### Try it
Give the number of lines in the records below that contain the word "ResponseTemplate". State only that number.

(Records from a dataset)
= = = =
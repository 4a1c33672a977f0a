//! Integration tests against a local mock of the Spreaker API.
//!
//! Covers the response envelope, standard headers, query and form encoding,
//! redirects, pagination and transport failures.

use std::time::Duration;

use serde::Deserialize;
use spreaker::models::Cuepoint;
use spreaker::{
    Client, ClientConfig, ClientError, PaginationParams, Params, SearchParams, UploadEpisodeParams,
};
use wiremock::matchers::{body_string_contains, header, header_exists, method, path, query_param};
use wiremock::{Mock, MockServer, ResponseTemplate};

#[derive(Debug, Deserialize, PartialEq)]
struct Item {
    id: u64,
}

fn client_for(server: &MockServer, token: &str) -> Client {
    let config = ClientConfig::new(token).with_base_url(server.uri());
    Client::new(config).unwrap()
}

fn json(body: serde_json::Value) -> ResponseTemplate {
    ResponseTemplate::new(200).set_body_json(body)
}

#[tokio::test]
async fn get_me_without_token_fails_before_any_request() {
    let server = MockServer::start().await;
    Mock::given(method("GET"))
        .and(path("/v2/me"))
        .respond_with(json(serde_json::json!({"response": {"user": {"user_id": 1}}})))
        .expect(0)
        .mount(&server)
        .await;

    let client = client_for(&server, "");
    let err = client.get_me().await.unwrap_err();

    assert!(matches!(err, ClientError::AuthRequired));
    assert!(err.is_local());
}

#[tokio::test]
async fn public_read_without_token_surfaces_server_401() {
    let server = MockServer::start().await;
    Mock::given(method("GET"))
        .and(path("/v2/shows/7"))
        .respond_with(ResponseTemplate::new(401).set_body_json(serde_json::json!({
            "response": {"error": {"code": 401, "messages": ["Unauthorized"]}}
        })))
        .mount(&server)
        .await;

    let client = client_for(&server, "");
    let err = client.get_show(7).await.unwrap_err();

    assert!(err.is_unauthorized());
}

#[tokio::test]
async fn success_envelope_decodes_payload() {
    #[derive(Debug, Deserialize)]
    struct ShowPayload {
        show_id: u64,
        title: String,
    }

    let server = MockServer::start().await;
    Mock::given(method("GET"))
        .and(path("/v2/shows/123"))
        .respond_with(json(serde_json::json!({"response": {"show_id": 123, "title": "Foo"}})))
        .mount(&server)
        .await;

    let client = client_for(&server, "tok");
    let payload: ShowPayload = client.get("/shows/123", &Params::new()).await.unwrap();

    assert_eq!(payload.show_id, 123);
    assert_eq!(payload.title, "Foo");
}

#[tokio::test]
async fn error_envelope_becomes_typed_error() {
    let server = MockServer::start().await;
    Mock::given(method("GET"))
        .and(path("/v2/shows/123"))
        .respond_with(ResponseTemplate::new(404).set_body_json(serde_json::json!({
            "response": {"error": {"code": 7, "messages": ["show not found"]}}
        })))
        .mount(&server)
        .await;

    let client = client_for(&server, "tok");
    let err = client.get_show(123).await.unwrap_err();
    let api = err.api_error().unwrap();

    assert_eq!(api.status_code, 404);
    assert_eq!(api.error_code, 7);
    assert_eq!(api.messages, vec!["show not found".to_string()]);
    assert!(err.is_not_found());
}

#[tokio::test]
async fn last_page_has_no_more() {
    let server = MockServer::start().await;
    Mock::given(method("GET"))
        .and(path("/v2/items"))
        .respond_with(json(serde_json::json!({
            "response": {"items": [{"id": 1}, {"id": 2}], "next_url": ""}
        })))
        .mount(&server)
        .await;

    let client = client_for(&server, "tok");
    let page = client.get_page::<Item>("/items", &Params::new()).await.unwrap();

    assert_eq!(page.items, vec![Item { id: 1 }, Item { id: 2 }]);
    assert!(!page.has_more);
}

#[tokio::test]
async fn standard_headers_are_sent() {
    let server = MockServer::start().await;
    Mock::given(method("GET"))
        .and(path("/v2/me"))
        .and(header("authorization", "Bearer secret-token"))
        .and(header("accept", "application/json"))
        .and(header_exists("user-agent"))
        .respond_with(json(serde_json::json!({
            "response": {"user": {"user_id": 42, "fullname": "Jane", "username": "jane"}}
        })))
        .expect(1)
        .mount(&server)
        .await;

    let client = client_for(&server, "secret-token");
    let me = client.get_me().await.unwrap();

    assert_eq!(me.user_id, 42);
    assert_eq!(me.username, "jane");
}

#[tokio::test]
async fn search_query_is_url_encoded() {
    let server = MockServer::start().await;
    Mock::given(method("GET"))
        .and(path("/v2/search"))
        .and(query_param("type", "shows"))
        .and(query_param("q", "rock & roll"))
        .and(query_param("limit", "5"))
        .respond_with(json(serde_json::json!({"response": {"items": [], "next_url": null}})))
        .expect(1)
        .mount(&server)
        .await;

    let client = client_for(&server, "");
    let page = client
        .search_shows(&SearchParams::new("rock & roll"), PaginationParams::limit(5))
        .await
        .unwrap();

    assert!(page.is_empty());
}

#[tokio::test]
async fn upload_sends_multipart_with_media_file() {
    let dir = tempfile::tempdir().unwrap();
    let media = dir.path().join("pilot.mp3");
    std::fs::write(&media, b"ID3-fake-audio").unwrap();

    let server = MockServer::start().await;
    Mock::given(method("POST"))
        .and(path("/v2/shows/9/episodes"))
        .and(header("authorization", "Bearer tok"))
        .and(body_string_contains("name=\"media_file\"; filename=\"pilot.mp3\""))
        .and(body_string_contains("ID3-fake-audio"))
        .and(body_string_contains("name=\"title\""))
        .and(body_string_contains("Pilot"))
        .respond_with(json(serde_json::json!({
            "response": {"episode": {"episode_id": 77, "title": "Pilot", "show_id": 9}}
        })))
        .expect(1)
        .mount(&server)
        .await;

    let client = client_for(&server, "tok");
    let upload = UploadEpisodeParams {
        title: "Pilot".to_string(),
        media_file: media,
        ..Default::default()
    };
    let episode = client.upload_episode(9, &upload).await.unwrap();

    assert_eq!(episode.episode_id, 77);
}

#[tokio::test]
async fn upload_of_missing_file_sends_nothing() {
    let server = MockServer::start().await;
    Mock::given(method("POST"))
        .respond_with(ResponseTemplate::new(200))
        .expect(0)
        .mount(&server)
        .await;

    let client = client_for(&server, "tok");
    let upload = UploadEpisodeParams {
        title: "Pilot".to_string(),
        media_file: "/definitely/not/here.mp3".into(),
        ..Default::default()
    };
    let err = client.upload_episode(9, &upload).await.unwrap_err();

    assert!(matches!(err, ClientError::FileUnreadable { .. }));
}

#[tokio::test]
async fn cuepoints_travel_as_json_form_field() {
    let server = MockServer::start().await;
    Mock::given(method("POST"))
        .and(path("/v2/episodes/3/cuepoints"))
        .and(body_string_contains("name=\"cuepoints\""))
        .and(body_string_contains(r#"[{"timecode":1000,"ads_max_count":2}]"#))
        .respond_with(json(serde_json::json!({"response": {}})))
        .expect(1)
        .mount(&server)
        .await;

    let client = client_for(&server, "tok");
    client
        .update_episode_cuepoints(
            3,
            &[Cuepoint {
                timecode: 1000,
                ads_max_count: 2,
            }],
        )
        .await
        .unwrap();
}

#[tokio::test]
async fn like_and_unlike_use_put_and_delete() {
    let server = MockServer::start().await;
    Mock::given(method("PUT"))
        .and(path("/v2/users/1/likes/2"))
        .respond_with(json(serde_json::json!({"response": {}})))
        .expect(1)
        .mount(&server)
        .await;
    Mock::given(method("DELETE"))
        .and(path("/v2/users/1/likes/2"))
        .respond_with(json(serde_json::json!({"response": {}})))
        .expect(1)
        .mount(&server)
        .await;

    let client = client_for(&server, "tok");
    client.like_episode(1, 2).await.unwrap();
    client.unlike_episode(1, 2).await.unwrap();
}

#[tokio::test]
async fn download_url_is_taken_from_redirect() {
    let server = MockServer::start().await;
    Mock::given(method("GET"))
        .and(path("/v2/episodes/5/download"))
        .respond_with(
            ResponseTemplate::new(302).insert_header("Location", "https://cdn.example.com/ep5.mp3"),
        )
        .expect(1)
        .mount(&server)
        .await;

    let client = client_for(&server, "");
    let url = client.get_episode_download_url(5).await.unwrap();

    assert_eq!(url, "https://cdn.example.com/ep5.mp3");
}

#[tokio::test]
async fn redirect_without_location_is_an_error() {
    let server = MockServer::start().await;
    Mock::given(method("GET"))
        .and(path("/v2/episodes/5/download"))
        .respond_with(ResponseTemplate::new(302))
        .mount(&server)
        .await;

    let client = client_for(&server, "");
    let err = client.get_episode_download_url(5).await.unwrap_err();

    assert!(matches!(err, ClientError::MissingRedirectLocation { .. }));
}

#[tokio::test]
async fn get_all_follows_next_url() {
    let server = MockServer::start().await;
    let next_url = format!("{}/v2/shows/1/episodes?limit=2&last_id=2", server.uri());

    Mock::given(method("GET"))
        .and(path("/v2/shows/1/episodes"))
        .and(query_param("last_id", "2"))
        .respond_with(json(serde_json::json!({
            "response": {"items": [{"id": 3}], "next_url": ""}
        })))
        .expect(1)
        .mount(&server)
        .await;
    Mock::given(method("GET"))
        .and(path("/v2/shows/1/episodes"))
        .respond_with(json(serde_json::json!({
            "response": {"items": [{"id": 1}, {"id": 2}], "next_url": next_url}
        })))
        .expect(1)
        .mount(&server)
        .await;

    let client = client_for(&server, "");
    let items: Vec<Item> = client
        .get_all("/shows/1/episodes", &PaginationParams::limit(2).to_params(), None)
        .await
        .unwrap();

    assert_eq!(items, vec![Item { id: 1 }, Item { id: 2 }, Item { id: 3 }]);
}

#[tokio::test]
async fn unreachable_host_is_a_transport_error() {
    let config = ClientConfig::new("tok")
        .with_base_url("http://127.0.0.1:1")
        .with_timeout(Duration::from_secs(2));
    let client = Client::new(config).unwrap();

    let err = client.get_show(1).await.unwrap_err();

    assert!(matches!(err, ClientError::Transport { .. }));
    assert!(err.api_error().is_none());
}

#[tokio::test]
async fn slow_response_times_out_as_transport_error() {
    let server = MockServer::start().await;
    Mock::given(method("GET"))
        .and(path("/v2/shows/1"))
        .respond_with(
            json(serde_json::json!({"response": {"show": {"show_id": 1}}}))
                .set_delay(Duration::from_secs(3)),
        )
        .mount(&server)
        .await;

    let config = ClientConfig::new("")
        .with_base_url(server.uri())
        .with_timeout(Duration::from_millis(300));
    let client = Client::new(config).unwrap();

    let err = client.get_show(1).await.unwrap_err();

    match err {
        ClientError::Transport { source, .. } => assert!(source.is_timeout()),
        other => panic!("expected a transport error, got {other:?}"),
    }
}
= = = =
### Output
8